7. The production line system for the zero-deformation manufacturing process of the wound battery according to claim 6, characterized in that: the plate body structure that brush board (17) set up for changeing roller length direction along the coating, the one end of brush board (17) is articulated to be set up on the roller is changeed in the coating, and the other end tangential outwards extends the setting in the roller face of roller is changeed in the coating, changes the circular motion direction of roller in the coating, the link of brush board (7) is located the front side of extension end, brush board (17) are provided with elastic construction (18) towards one side of roller is changeed in the coating.

8. The production line system for the zero-deformation manufacturing process of the wound battery according to claim 5, characterized in that: shaping device (2) melt module (22), shaping plate (23) and solidification module (24) and cutting device (25) including the surface, the surface melts module (22), shaping plate (23), solidification module (24) and cutting module (25) and sets gradually in the top of supporting platform (21) on the displacement direction of battery area body (5), the surface melts module (22) and heats the setting towards the coating on supporting platform, shaping plate (23) tile the coating after melting, solidification module (24) set up towards the cooling of supporting platform, cutting module (25) cuts the coating upper surface after solidifying.
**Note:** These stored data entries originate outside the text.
//! Waiting on batches of asynchronous platform tasks.

use tokio_util::sync::CancellationToken;
use tracing::{debug, info};

use crate::error::{ReapError, Result, aggregate};
use crate::inventory::{Inventory, TaskRef};

/// An issued mutation that has not been awaited yet.
#[derive(Debug, Clone)]
pub struct PendingTask {
    pub task: TaskRef,
    /// Display name of the object the task acts on.
    pub target: String,
    /// Failures of this task are logged and dropped.
    pub ignore_errors: bool,
}

impl PendingTask {
    pub fn new(task: TaskRef, target: impl Into<String>) -> Self {
        Self {
            task,
            target: target.into(),
            ignore_errors: false,
        }
    }

    pub fn ignoring_errors(mut self) -> Self {
        self.ignore_errors = true;
        self
    }
}

/// Await every task in order.
///
/// All tasks are awaited even after a failure. Failures of tasks that do
/// not ignore errors come back as one aggregate. Cancellation aborts the
/// wait immediately; tasks already running on the platform keep running.
pub async fn wait_for_tasks(
    inventory: &dyn Inventory,
    tasks: Vec<PendingTask>,
    cancel: &CancellationToken,
) -> Result<()> {
    let mut errors = Vec::new();

    for pending in tasks {
        let outcome = tokio::select! {
            biased;
            _ = cancel.cancelled() => return Err(ReapError::Cancelled),
            outcome = inventory.wait_task(&pending.task) => outcome,
        };

        match outcome {
            Ok(()) => debug!(task = %pending.task, target = %pending.target, "Task finished"),
            Err(e) if pending.ignore_errors => {
                info!(task = %pending.task, target = %pending.target, error = %e, "Ignoring error for task");
            }
            Err(e) => errors.push(ReapError::TaskFailed {
                task: pending.task.id.clone(),
                target: pending.target,
                message: e.to_string(),
            }),
        }
    }

    aggregate(errors)
}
9. The production line system for the zero-deformation manufacturing process of the wound battery according to claim 8, characterized in that: the cutting module (25) comprises a lifting mechanism (27) and a scraper (28) arranged on the lifting mechanism (27), and the scraper (28) adjusts the distance from the cutting edge to the battery pole piece (5) through the lifting mechanism (27); an air blowing module (32) and a scrap collecting box (33) are arranged on the air flow path of the air blowing module (32) correspondingly to the scraper (28), and the air flow direction of the air blowing module (32) is the same as the length direction of the scraper; chip cleaning cross rods (34) are arranged above the supporting platform (21) at intervals, and the chip cleaning cross rods (34) are attached to one side of the scraper (28) where the cutting edge is located; the scraper cleans residues on the blade edge through a scrap cleaning cross bar (34) in the lifting process.
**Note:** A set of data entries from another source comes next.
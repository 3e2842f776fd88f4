//! HTTP/JSON adapter for the platform seams.

use std::time::Duration;

use async_trait::async_trait;
use reqwest::{Client, Method, RequestBuilder, Response, StatusCode};
use serde::de::DeserializeOwned;
use serde::{Deserialize, Serialize};
use tracing::{debug, info};

use crate::error::{ReapError, Result};
use crate::inventory::{Inventory, InventoryObject, ObjectKind, ObjectRef, TaskRef, ViewRef};
use crate::module::{ClusterModule, ClusterModules};
use crate::volume::{QueryFilter, VolumeCatalog, VolumePage};

/// Header carrying the session token.
pub const SESSION_HEADER: &str = "x-session-id";

const DEFAULT_POLL_INTERVAL: Duration = Duration::from_millis(500);
const REQUEST_TIMEOUT: Duration = Duration::from_secs(60);

/// Endpoint and credentials of the platform API.
#[derive(Debug, Clone)]
pub struct HttpConfig {
    pub url: String,
    pub username: String,
    pub password: String,
    /// Skip TLS certificate verification.
    pub insecure: bool,
}

#[derive(Deserialize)]
struct SessionResponse {
    token: String,
}

#[derive(Deserialize)]
struct ObjectList {
    objects: Vec<ObjectRef>,
}

#[derive(Serialize)]
struct CreateViewRequest<'a> {
    root: &'a ObjectRef,
    kinds: &'a [ObjectKind],
    recursive: bool,
}

#[derive(Serialize)]
struct PropertiesRequest<'a> {
    objects: &'a [ObjectRef],
}

#[derive(Deserialize)]
struct PropertiesResponse {
    objects: Vec<InventoryObject>,
}

#[derive(Debug, Clone, Copy, PartialEq, Eq, Deserialize)]
#[serde(rename_all = "lowercase")]
enum TaskState {
    Queued,
    Running,
    Success,
    Error,
}

#[derive(Deserialize)]
struct TaskInfo {
    state: TaskState,
    #[serde(default)]
    error: Option<String>,
}

#[derive(Serialize, Deserialize)]
struct CustomFieldDef {
    key: i32,
    name: String,
}

#[derive(Deserialize)]
struct CustomFieldList {
    fields: Vec<CustomFieldDef>,
}

#[derive(Serialize)]
struct NewCustomField<'a> {
    name: &'a str,
}

#[derive(Serialize)]
struct CustomFieldValueBody<'a> {
    value: &'a str,
}

#[derive(Deserialize)]
struct ModuleList {
    modules: Vec<ClusterModule>,
}

#[derive(Deserialize)]
struct MemberList {
    members: Vec<ObjectRef>,
}

/// Platform client over the REST API.
#[derive(Clone)]
pub struct HttpPlatform {
    client: Client,
    base_url: String,
    session: String,
    poll_interval: Duration,
}

impl HttpPlatform {
    /// Open a session with basic auth.
    pub async fn login(config: &HttpConfig) -> Result<Self> {
        let client = Client::builder()
            .timeout(REQUEST_TIMEOUT)
            .danger_accept_invalid_certs(config.insecure)
            .build()?;
        let base_url = config.url.trim_end_matches('/').to_string();

        let response = client
            .post(format!("{}/session", base_url))
            .basic_auth(&config.username, Some(&config.password))
            .send()
            .await?;
        let session: SessionResponse = check(response).await?.json().await?;

        info!(url = %base_url, user = %config.username, "Logged in to platform");

        Ok(Self {
            client,
            base_url,
            session: session.token,
            poll_interval: DEFAULT_POLL_INTERVAL,
        })
    }

    pub fn with_poll_interval(mut self, interval: Duration) -> Self {
        self.poll_interval = interval;
        self
    }

    pub async fn logout(&self) -> Result<()> {
        self.send_empty(self.request(Method::DELETE, "/session")).await?;
        debug!("Logged out of platform");
        Ok(())
    }

    fn request(&self, method: Method, path: &str) -> RequestBuilder {
        self.client
            .request(method, format!("{}{}", self.base_url, path))
            .header(SESSION_HEADER, &self.session)
    }

    async fn send<T: DeserializeOwned>(&self, request: RequestBuilder) -> Result<T> {
        let response = check(request.send().await?).await?;
        Ok(response.json().await?)
    }

    async fn send_empty(&self, request: RequestBuilder) -> Result<()> {
        check(request.send().await?).await?;
        Ok(())
    }
}

/// Map non-success statuses onto reaper errors.
async fn check(response: Response) -> Result<Response> {
    let status = response.status();
    if status.is_success() {
        return Ok(response);
    }

    let url = response.url().path().to_string();
    let body = response.text().await.unwrap_or_default();
    if status == StatusCode::NOT_FOUND {
        let what = if body.is_empty() { url } else { body };
        return Err(ReapError::NotFound(what));
    }
    Err(ReapError::Remote(format!("{} {}: {}", status, url, body)))
}

fn object_path(object: &ObjectRef, action: &str) -> String {
    format!("/inventory/objects/{}/{}/{}", object.kind, object.id, action)
}

#[async_trait]
impl Inventory for HttpPlatform {
    async fn resolve(&self, path: &str) -> Result<Vec<ObjectRef>> {
        let list: ObjectList = self
            .send(
                self.request(Method::GET, "/inventory/resolve")
                    .query(&[("path", path)]),
            )
            .await?;
        Ok(list.objects)
    }

    async fn create_container_view(
        &self,
        root: &ObjectRef,
        kinds: &[ObjectKind],
        recursive: bool,
    ) -> Result<ViewRef> {
        self.send(
            self.request(Method::POST, "/inventory/views")
                .json(&CreateViewRequest {
                    root,
                    kinds,
                    recursive,
                }),
        )
        .await
    }

    async fn find_in_view(&self, view: &ViewRef, name_pattern: &str) -> Result<Vec<ObjectRef>> {
        let list: ObjectList = self
            .send(
                self.request(Method::GET, &format!("/inventory/views/{}/objects", view.id))
                    .query(&[("name", name_pattern)]),
            )
            .await?;
        Ok(list.objects)
    }

    async fn destroy_view(&self, view: &ViewRef) -> Result<()> {
        self.send_empty(self.request(Method::DELETE, &format!("/inventory/views/{}", view.id)))
            .await
    }

    async fn retrieve(&self, refs: &[ObjectRef]) -> Result<Vec<InventoryObject>> {
        let response: PropertiesResponse = self
            .send(
                self.request(Method::POST, "/inventory/properties")
                    .json(&PropertiesRequest { objects: refs }),
            )
            .await?;
        Ok(response.objects)
    }

    async fn power_off(&self, vm: &ObjectRef) -> Result<TaskRef> {
        self.send(self.request(Method::POST, &object_path(vm, "power-off")))
            .await
    }

    async fn destroy(&self, object: &ObjectRef) -> Result<TaskRef> {
        self.send(self.request(Method::POST, &object_path(object, "destroy")))
            .await
    }

    async fn wait_task(&self, task: &TaskRef) -> Result<()> {
        loop {
            let info: TaskInfo = self
                .send(self.request(Method::GET, &format!("/tasks/{}", task.id)))
                .await?;
            match info.state {
                TaskState::Success => return Ok(()),
                TaskState::Error => {
                    return Err(ReapError::Remote(
                        info.error.unwrap_or_else(|| format!("task {} failed", task.id)),
                    ));
                }
                TaskState::Queued | TaskState::Running => {
                    tokio::time::sleep(self.poll_interval).await;
                }
            }
        }
    }

    async fn find_custom_field(&self, name: &str) -> Result<Option<i32>> {
        let list: CustomFieldList = self
            .send(
                self.request(Method::GET, "/custom-fields")
                    .query(&[("name", name)]),
            )
            .await?;
        Ok(list
            .fields
            .into_iter()
            .find(|f| f.name == name)
            .map(|f| f.key))
    }

    async fn add_custom_field(&self, name: &str) -> Result<i32> {
        let field: CustomFieldDef = self
            .send(
                self.request(Method::POST, "/custom-fields")
                    .json(&NewCustomField { name }),
            )
            .await?;
        Ok(field.key)
    }

    async fn set_custom_field(&self, object: &ObjectRef, key: i32, value: &str) -> Result<()> {
        self.send_empty(
            self.request(
                Method::PUT,
                &object_path(object, &format!("custom-fields/{}", key)),
            )
            .json(&CustomFieldValueBody { value }),
        )
        .await
    }
}

#[async_trait]
impl VolumeCatalog for HttpPlatform {
    async fn query(&self, filter: &QueryFilter) -> Result<VolumePage> {
        self.send(self.request(Method::POST, "/volumes/query").json(filter))
            .await
    }

    async fn delete_volume(&self, volume_id: &str) -> Result<TaskRef> {
        self.send(self.request(Method::DELETE, &format!("/volumes/{}", volume_id)))
            .await
    }
}

#[async_trait]
impl ClusterModules for HttpPlatform {
    async fn list_modules(&self) -> Result<Vec<ClusterModule>> {
        let list: ModuleList = self
            .send(self.request(Method::GET, "/cluster-modules"))
            .await?;
        Ok(list.modules)
    }

    async fn list_members(&self, module_id: &str) -> Result<Vec<ObjectRef>> {
        let list: MemberList = self
            .send(self.request(
                Method::GET,
                &format!("/cluster-modules/{}/members", module_id),
            ))
            .await?;
        Ok(list.members)
    }

    async fn delete_module(&self, module_id: &str) -> Result<()> {
        self.send_empty(self.request(
            Method::DELETE,
            &format!("/cluster-modules/{}", module_id),
        ))
        .await
    }
}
10. The production line system for the zero-deformation manufacturing process of the wound battery according to claim 5, characterized in that: the functional material gasification and recovery device (3) comprises a heating box (41), a gas collection container (42), a condensation container (43) and an air inlet pipe (45), wherein the inner cavity of the gas collection container (42) is communicated with the inner cavity of the condensation container (43) through the air inlet pipe (45), the condensation container (43) comprises a condensation outer cylinder (51) and condensation sheets (52) arranged in the inner cavity of the condensation outer cylinder (51), a plurality of condensation sheets (52) are arranged in an array mode in the circumferential direction of the condensation outer cylinder (51), a condensation cavity (50) is formed between every two adjacent condensation sheets, a movable rod (47) is coaxially arranged in the condensation outer cylinder in a lifting mode, and a scraper (48) is arranged at the bottom end of the movable rod corresponding to each condensation cavity (50); and the solidified substance on the wall of the condensation cavity falls off downwards through the scraper.